● **What you need to do**
Lines below containing the word "faster" should be copied out.
--------
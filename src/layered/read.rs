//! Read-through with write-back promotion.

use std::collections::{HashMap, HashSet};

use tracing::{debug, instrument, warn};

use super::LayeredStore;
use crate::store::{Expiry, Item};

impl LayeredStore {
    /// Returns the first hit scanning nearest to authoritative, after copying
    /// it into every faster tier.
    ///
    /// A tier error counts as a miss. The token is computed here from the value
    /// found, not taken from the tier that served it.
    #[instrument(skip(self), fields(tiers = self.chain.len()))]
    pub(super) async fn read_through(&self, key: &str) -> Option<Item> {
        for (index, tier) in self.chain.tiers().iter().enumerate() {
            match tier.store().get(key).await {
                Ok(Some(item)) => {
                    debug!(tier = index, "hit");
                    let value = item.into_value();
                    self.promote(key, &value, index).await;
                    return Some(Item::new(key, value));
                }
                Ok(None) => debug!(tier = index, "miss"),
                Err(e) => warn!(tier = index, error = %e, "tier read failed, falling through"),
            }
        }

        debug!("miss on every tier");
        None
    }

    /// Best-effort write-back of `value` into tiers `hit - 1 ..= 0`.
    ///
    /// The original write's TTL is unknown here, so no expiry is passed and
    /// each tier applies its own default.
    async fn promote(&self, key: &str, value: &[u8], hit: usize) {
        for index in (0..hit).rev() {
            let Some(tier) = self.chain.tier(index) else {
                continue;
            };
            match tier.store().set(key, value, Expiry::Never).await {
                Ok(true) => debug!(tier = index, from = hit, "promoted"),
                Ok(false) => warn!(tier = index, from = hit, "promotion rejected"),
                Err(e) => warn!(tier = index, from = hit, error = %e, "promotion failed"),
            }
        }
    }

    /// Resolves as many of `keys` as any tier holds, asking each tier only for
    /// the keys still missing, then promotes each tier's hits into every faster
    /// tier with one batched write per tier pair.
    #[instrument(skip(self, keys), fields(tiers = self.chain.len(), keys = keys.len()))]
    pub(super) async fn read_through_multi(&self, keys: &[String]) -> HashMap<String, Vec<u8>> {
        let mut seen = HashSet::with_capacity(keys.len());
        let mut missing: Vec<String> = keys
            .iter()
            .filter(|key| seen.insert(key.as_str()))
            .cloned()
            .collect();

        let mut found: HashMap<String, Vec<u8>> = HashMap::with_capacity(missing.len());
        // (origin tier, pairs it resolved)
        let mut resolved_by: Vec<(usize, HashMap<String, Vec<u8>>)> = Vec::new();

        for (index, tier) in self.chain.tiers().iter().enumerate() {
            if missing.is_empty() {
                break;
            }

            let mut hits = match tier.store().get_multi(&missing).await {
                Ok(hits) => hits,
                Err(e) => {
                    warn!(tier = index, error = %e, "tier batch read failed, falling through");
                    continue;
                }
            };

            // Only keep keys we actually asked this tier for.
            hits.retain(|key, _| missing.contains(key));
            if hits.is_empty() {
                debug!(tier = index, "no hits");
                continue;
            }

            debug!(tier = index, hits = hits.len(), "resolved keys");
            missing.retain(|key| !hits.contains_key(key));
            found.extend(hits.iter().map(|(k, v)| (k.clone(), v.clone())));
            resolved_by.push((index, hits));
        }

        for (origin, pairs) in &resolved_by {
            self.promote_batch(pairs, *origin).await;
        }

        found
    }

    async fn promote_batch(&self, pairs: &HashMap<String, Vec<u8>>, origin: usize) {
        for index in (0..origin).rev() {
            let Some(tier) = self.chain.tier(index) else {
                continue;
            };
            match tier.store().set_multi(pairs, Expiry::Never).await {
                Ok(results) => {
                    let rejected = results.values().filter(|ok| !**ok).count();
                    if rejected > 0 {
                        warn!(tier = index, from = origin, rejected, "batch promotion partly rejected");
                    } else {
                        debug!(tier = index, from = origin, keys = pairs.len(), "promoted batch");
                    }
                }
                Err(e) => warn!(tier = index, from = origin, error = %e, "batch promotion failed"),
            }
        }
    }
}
--------
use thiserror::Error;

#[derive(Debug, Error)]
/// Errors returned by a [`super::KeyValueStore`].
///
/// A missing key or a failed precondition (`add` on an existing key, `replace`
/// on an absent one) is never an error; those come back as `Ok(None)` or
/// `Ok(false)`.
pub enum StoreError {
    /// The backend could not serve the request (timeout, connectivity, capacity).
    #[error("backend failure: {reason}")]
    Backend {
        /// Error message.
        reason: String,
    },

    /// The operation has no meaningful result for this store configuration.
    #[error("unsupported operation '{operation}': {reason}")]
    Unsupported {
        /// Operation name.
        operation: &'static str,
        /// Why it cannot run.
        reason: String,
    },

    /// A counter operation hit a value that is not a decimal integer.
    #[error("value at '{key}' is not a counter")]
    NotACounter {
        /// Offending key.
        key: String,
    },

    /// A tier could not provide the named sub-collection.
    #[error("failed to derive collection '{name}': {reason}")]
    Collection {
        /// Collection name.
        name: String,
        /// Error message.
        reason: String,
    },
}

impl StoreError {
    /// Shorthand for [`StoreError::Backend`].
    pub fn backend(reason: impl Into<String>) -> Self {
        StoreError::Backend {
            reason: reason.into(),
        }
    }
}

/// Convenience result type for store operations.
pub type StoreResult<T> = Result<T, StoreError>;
--------
● **Written response**
    /// it into every faster tier.
    /// the keys still missing, then promotes each tier's hits into every faster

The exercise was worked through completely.